> **WHAT TO PRODUCE**: In the entries below, find each line with the word "None" and pull it out.

◇ ◇ ◇ ◇ ◇ ◇ ◇

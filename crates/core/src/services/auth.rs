//! Bearer-token verification and admin authorization.
//!
//! The platform issues HS256 tokens carrying the user ID and an optional
//! role; this service only verifies them. Admin capability is a membership
//! check against the configured role-ID allowlist, injected into handlers as
//! a value rather than scattered comparisons.

use std::collections::HashSet;

use arbiter_common::{AppError, AppResult, ModerationConfig};
use jsonwebtoken::{Algorithm, DecodingKey, Validation};
use serde::{Deserialize, Serialize};

/// Claims carried by a platform bearer token.
#[derive(Debug, Serialize, Deserialize)]
pub struct Claims {
    /// User ID.
    pub sub: String,
    /// Platform role ID, if any.
    #[serde(default)]
    pub role: Option<String>,
    /// Expiry as a unix timestamp.
    pub exp: usize,
}

/// An authenticated caller.
#[derive(Debug, Clone)]
pub struct Actor {
    /// User ID from the token subject.
    pub id: String,
    /// Platform role ID, if any.
    pub role: Option<String>,
}

/// Verifies platform bearer tokens.
#[derive(Clone)]
pub struct AuthService {
    decoding_key: DecodingKey,
    validation: Validation,
}

impl AuthService {
    /// Create a verifier for the given shared secret.
    #[must_use]
    pub fn new(secret: &str) -> Self {
        Self {
            decoding_key: DecodingKey::from_secret(secret.as_bytes()),
            validation: Validation::new(Algorithm::HS256),
        }
    }

    /// Verify a bearer token and return the calling actor.
    pub fn verify(&self, token: &str) -> AppResult<Actor> {
        let data = jsonwebtoken::decode::<Claims>(token, &self.decoding_key, &self.validation)
            .map_err(|_| AppError::Unauthorized)?;

        Ok(Actor {
            id: data.claims.sub,
            role: data.claims.role,
        })
    }
}

/// Admin capability check backed by the role-ID allowlist.
#[derive(Debug, Clone)]
pub struct AdminPolicy {
    role_ids: HashSet<String>,
}

impl AdminPolicy {
    /// Build the policy from the moderation flags.
    #[must_use]
    pub fn new(config: &ModerationConfig) -> Self {
        Self {
            role_ids: config
                .admin_role_ids
                .iter()
                .map(|r| r.trim().to_string())
                .filter(|r| !r.is_empty())
                .collect(),
        }
    }

    /// Whether the actor holds an allowlisted admin role.
    #[must_use]
    pub fn is_admin(&self, actor: &Actor) -> bool {
        actor
            .role
            .as_ref()
            .is_some_and(|role| self.role_ids.contains(role))
    }
}

#[cfg(test)]
#[allow(clippy::unwrap_used)]
mod tests {
    use super::*;
    use jsonwebtoken::{EncodingKey, Header, encode};

    fn mint(secret: &str, sub: &str, role: Option<&str>) -> String {
        let claims = Claims {
            sub: sub.to_string(),
            role: role.map(ToString::to_string),
            exp: usize::try_from(chrono::Utc::now().timestamp()).unwrap() + 3600,
        };
        encode(
            &Header::default(),
            &claims,
            &EncodingKey::from_secret(secret.as_bytes()),
        )
        .unwrap()
    }

    #[test]
    fn test_verify_valid_token() {
        let service = AuthService::new("test-secret");
        let token = mint("test-secret", "u1", Some("moderators"));

        let actor = service.verify(&token).unwrap();
        assert_eq!(actor.id, "u1");
        assert_eq!(actor.role.as_deref(), Some("moderators"));
    }

    #[test]
    fn test_verify_wrong_secret() {
        let service = AuthService::new("test-secret");
        let token = mint("other-secret", "u1", None);

        assert!(matches!(
            service.verify(&token),
            Err(AppError::Unauthorized)
        ));
    }

    #[test]
    fn test_verify_garbage_token() {
        let service = AuthService::new("test-secret");

        assert!(matches!(
            service.verify("not.a.token"),
            Err(AppError::Unauthorized)
        ));
    }

    #[test]
    fn test_is_admin_allowlist() {
        let config = ModerationConfig {
            admin_role_ids: vec!["moderators".to_string(), "staff".to_string()],
            ..ModerationConfig::default()
        };
        let policy = AdminPolicy::new(&config);

        let admin = Actor {
            id: "a1".to_string(),
            role: Some("staff".to_string()),
        };
        let user = Actor {
            id: "u1".to_string(),
            role: Some("members".to_string()),
        };
        let roleless = Actor {
            id: "u2".to_string(),
            role: None,
        };

        assert!(policy.is_admin(&admin));
        assert!(!policy.is_admin(&user));
        assert!(!policy.is_admin(&roleless));
    }
}
//! Arbiter server entry point.

use std::net::SocketAddr;
use std::sync::Arc;

use axum::middleware;
use tokio::signal;
use tower_http::{
    cors::{Any, CorsLayer},
    trace::TraceLayer,
};
use tracing::info;
use tracing_subscriber::{layer::SubscriberExt, util::SubscriberInitExt};

use arbiter_api::{
    RateLimiterState, middleware::AppState, rate_limit::rate_limit_middleware,
    router as api_router,
};
use arbiter_common::{Config, ModerationConfig};
use arbiter_core::{
    AdminPolicy, AlertService, AuthService, ContentScanner, ModerationService, ProfileService,
};
use arbiter_db::repositories::{ModerationRepository, ProfileRepository};

/// Waits for a shutdown signal (SIGINT or SIGTERM).
///
/// On Unix systems, this listens for both SIGINT (Ctrl+C) and SIGTERM.
/// On Windows, this only listens for Ctrl+C.
async fn shutdown_signal() {
    let ctrl_c = async {
        #[allow(clippy::expect_used)]
        signal::ctrl_c()
            .await
            .expect("failed to install Ctrl+C handler");
    };

    #[cfg(unix)]
    let terminate = async {
        #[allow(clippy::expect_used)]
        signal::unix::signal(signal::unix::SignalKind::terminate())
            .expect("failed to install signal handler")
            .recv()
            .await;
    };

    #[cfg(not(unix))]
    let terminate = std::future::pending::<()>();

    tokio::select! {
        () = ctrl_c => {
            info!("Received SIGINT, initiating graceful shutdown...");
        },
        () = terminate => {
            info!("Received SIGTERM, initiating graceful shutdown...");
        },
    }
}

#[tokio::main]
async fn main() -> anyhow::Result<()> {
    // Load .env before anything reads the environment
    dotenvy::dotenv().ok();

    // Initialize tracing
    tracing_subscriber::registry()
        .with(tracing_subscriber::fmt::layer())
        .with(
            tracing_subscriber::EnvFilter::try_from_default_env()
                .unwrap_or_else(|_| "arbiter=debug,tower_http=debug".into()),
        )
        .init();

    info!("Starting arbiter server...");

    // Load configuration
    let config = Config::load()?;
    let moderation_config = ModerationConfig::from_env()?;

    // Connect to database and run migrations
    let db = arbiter_db::init(&config).await?;
    info!("Connected to database");

    info!("Running database migrations...");
    arbiter_db::migrate(&db).await?;
    info!("Migrations completed");

    // Initialize repositories
    let db = Arc::new(db);
    let moderation_repo = ModerationRepository::new(Arc::clone(&db));
    let profile_repo = ProfileRepository::new(Arc::clone(&db));

    // Initialize services
    let scanner = Arc::new(ContentScanner::new(&moderation_config));
    let alerts = AlertService::new(&moderation_config);
    let moderation_service = ModerationService::new(
        moderation_repo,
        alerts,
        moderation_config.reports_enabled,
    );
    let profile_service = ProfileService::new(
        profile_repo,
        moderation_service.clone(),
        scanner,
        &moderation_config,
    );
    let auth_service = AuthService::new(&config.auth.token_secret);
    let admin_policy = Arc::new(AdminPolicy::new(&moderation_config));

    if !moderation_config.moderation_enabled {
        info!("Content moderation gate is disabled");
    }

    let state = AppState {
        moderation_service,
        profile_service,
        auth_service,
        admin_policy,
        moderation_config: Arc::new(moderation_config),
    };

    // Separate limiter states so the restrictive report class does not share
    // window counters with the standard class.
    let standard_limiter = RateLimiterState::new();
    let report_limiter = RateLimiterState::new();

    let app = api_router(report_limiter)
        .layer(middleware::from_fn_with_state(
            standard_limiter,
            rate_limit_middleware,
        ))
        .layer(middleware::from_fn_with_state(
            state.clone(),
            arbiter_api::middleware::auth_middleware,
        ))
        .layer(TraceLayer::new_for_http())
        .layer(
            CorsLayer::new()
                .allow_origin(Any)
                .allow_methods(Any)
                .allow_headers(Any),
        )
        .with_state(state);

    let addr: SocketAddr = format!("{}:{}", config.server.host, config.server.port).parse()?;
    info!("Listening on {addr}");

    let listener = tokio::net::TcpListener::bind(addr).await?;
    axum::serve(listener, app)
        .with_graceful_shutdown(shutdown_signal())
        .await?;

    info!("Server stopped");
    Ok(())
}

◇ ◇ ◇ ◇ ◇ ◇ ◇

> **OUTPUT BELOW**:
        let token = mint("other-secret", "u1", None);
            role: None,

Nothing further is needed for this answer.